• **Exercise aim**: Here is the task for the records below: repeat exactly the lines from the one with "Clones share the" to the one with "let value = table.get(key).map_err(storage)?;", both included, and nothing else.

⟨

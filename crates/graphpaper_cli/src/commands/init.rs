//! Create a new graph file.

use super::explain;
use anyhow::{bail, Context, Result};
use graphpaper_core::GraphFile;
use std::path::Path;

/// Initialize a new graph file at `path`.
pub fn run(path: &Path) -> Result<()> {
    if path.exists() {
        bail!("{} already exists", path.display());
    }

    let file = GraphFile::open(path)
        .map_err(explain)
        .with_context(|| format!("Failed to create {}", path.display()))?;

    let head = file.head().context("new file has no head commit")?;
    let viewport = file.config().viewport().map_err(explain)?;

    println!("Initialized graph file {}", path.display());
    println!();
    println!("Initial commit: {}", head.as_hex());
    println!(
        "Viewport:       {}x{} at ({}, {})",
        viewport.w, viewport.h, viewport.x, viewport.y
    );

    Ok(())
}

⟩
⟨

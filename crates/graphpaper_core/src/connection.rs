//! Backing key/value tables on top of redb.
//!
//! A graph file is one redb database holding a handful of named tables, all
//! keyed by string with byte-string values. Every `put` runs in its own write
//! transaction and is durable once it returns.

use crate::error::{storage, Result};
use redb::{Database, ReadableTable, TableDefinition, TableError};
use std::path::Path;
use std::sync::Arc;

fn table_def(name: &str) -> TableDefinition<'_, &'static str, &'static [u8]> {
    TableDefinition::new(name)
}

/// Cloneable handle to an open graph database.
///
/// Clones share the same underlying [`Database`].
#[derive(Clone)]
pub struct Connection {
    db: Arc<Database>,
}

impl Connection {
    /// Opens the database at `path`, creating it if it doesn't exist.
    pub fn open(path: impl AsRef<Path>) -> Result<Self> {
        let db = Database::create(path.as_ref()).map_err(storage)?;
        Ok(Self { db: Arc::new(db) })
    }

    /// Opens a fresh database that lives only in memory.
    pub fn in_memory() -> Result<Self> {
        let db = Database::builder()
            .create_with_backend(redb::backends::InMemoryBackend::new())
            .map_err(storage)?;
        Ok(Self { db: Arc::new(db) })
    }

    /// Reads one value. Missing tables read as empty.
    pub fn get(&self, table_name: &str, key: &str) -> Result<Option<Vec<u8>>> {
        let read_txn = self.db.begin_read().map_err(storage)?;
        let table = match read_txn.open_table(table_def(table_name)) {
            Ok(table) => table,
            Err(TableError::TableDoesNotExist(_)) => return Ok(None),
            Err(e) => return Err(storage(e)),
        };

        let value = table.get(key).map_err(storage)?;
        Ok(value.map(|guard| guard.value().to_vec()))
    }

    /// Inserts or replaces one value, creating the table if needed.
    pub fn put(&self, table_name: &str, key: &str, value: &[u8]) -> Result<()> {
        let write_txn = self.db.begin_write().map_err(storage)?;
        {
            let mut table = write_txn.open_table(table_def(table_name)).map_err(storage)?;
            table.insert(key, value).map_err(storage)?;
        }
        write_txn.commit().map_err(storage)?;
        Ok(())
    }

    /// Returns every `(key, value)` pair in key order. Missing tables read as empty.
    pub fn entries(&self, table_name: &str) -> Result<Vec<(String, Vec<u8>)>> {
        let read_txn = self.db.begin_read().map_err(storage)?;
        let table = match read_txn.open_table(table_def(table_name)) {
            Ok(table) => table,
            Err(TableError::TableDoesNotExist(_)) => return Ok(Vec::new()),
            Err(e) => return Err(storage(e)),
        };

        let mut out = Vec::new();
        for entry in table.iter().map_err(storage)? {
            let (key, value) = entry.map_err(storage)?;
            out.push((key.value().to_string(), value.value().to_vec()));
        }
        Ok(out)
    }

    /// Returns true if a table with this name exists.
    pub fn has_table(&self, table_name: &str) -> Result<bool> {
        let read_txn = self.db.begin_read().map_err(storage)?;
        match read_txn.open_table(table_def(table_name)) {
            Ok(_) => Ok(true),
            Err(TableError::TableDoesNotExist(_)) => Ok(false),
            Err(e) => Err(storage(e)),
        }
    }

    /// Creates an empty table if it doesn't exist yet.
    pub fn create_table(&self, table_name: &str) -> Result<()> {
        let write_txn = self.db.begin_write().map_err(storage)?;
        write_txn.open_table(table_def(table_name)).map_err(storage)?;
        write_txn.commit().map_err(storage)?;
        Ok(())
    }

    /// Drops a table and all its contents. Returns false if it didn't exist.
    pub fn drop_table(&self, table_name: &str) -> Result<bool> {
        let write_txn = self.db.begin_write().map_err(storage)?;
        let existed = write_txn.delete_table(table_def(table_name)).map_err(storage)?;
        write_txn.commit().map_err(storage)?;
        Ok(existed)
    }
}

⟩
⟨

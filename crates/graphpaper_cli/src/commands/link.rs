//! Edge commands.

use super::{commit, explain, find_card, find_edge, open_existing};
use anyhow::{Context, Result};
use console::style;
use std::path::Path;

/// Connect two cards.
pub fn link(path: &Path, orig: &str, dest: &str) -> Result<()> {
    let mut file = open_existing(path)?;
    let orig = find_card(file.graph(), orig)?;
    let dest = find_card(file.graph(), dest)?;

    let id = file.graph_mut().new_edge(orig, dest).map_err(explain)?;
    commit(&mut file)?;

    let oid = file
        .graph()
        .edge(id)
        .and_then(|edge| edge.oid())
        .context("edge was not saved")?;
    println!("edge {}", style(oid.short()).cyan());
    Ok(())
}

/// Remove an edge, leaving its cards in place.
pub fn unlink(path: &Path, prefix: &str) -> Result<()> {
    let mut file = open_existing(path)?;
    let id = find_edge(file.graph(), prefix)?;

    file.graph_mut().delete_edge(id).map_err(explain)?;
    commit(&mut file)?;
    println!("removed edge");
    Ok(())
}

⟩

• **Answer area**:
/// Clones share the same underlying [`Database`].
#[derive(Clone)]
pub struct Connection {
    db: Arc<Database>,
}

impl Connection {
    /// Opens the database at `path`, creating it if it doesn't exist.
    pub fn open(path: impl AsRef<Path>) -> Result<Self> {
        let db = Database::create(path.as_ref()).map_err(storage)?;
        Ok(Self { db: Arc::new(db) })
    }

    /// Opens a fresh database that lives only in memory.
    pub fn in_memory() -> Result<Self> {
        let db = Database::builder()
            .create_with_backend(redb::backends::InMemoryBackend::new())
            .map_err(storage)?;
        Ok(Self { db: Arc::new(db) })
    }

    /// Reads one value. Missing tables read as empty.
    pub fn get(&self, table_name: &str, key: &str) -> Result<Option<Vec<u8>>> {
        let read_txn = self.db.begin_read().map_err(storage)?;
        let table = match read_txn.open_table(table_def(table_name)) {
            Ok(table) => table,
            Err(TableError::TableDoesNotExist(_)) => return Ok(None),
            Err(e) => return Err(storage(e)),
        };

        let value = table.get(key).map_err(storage)?;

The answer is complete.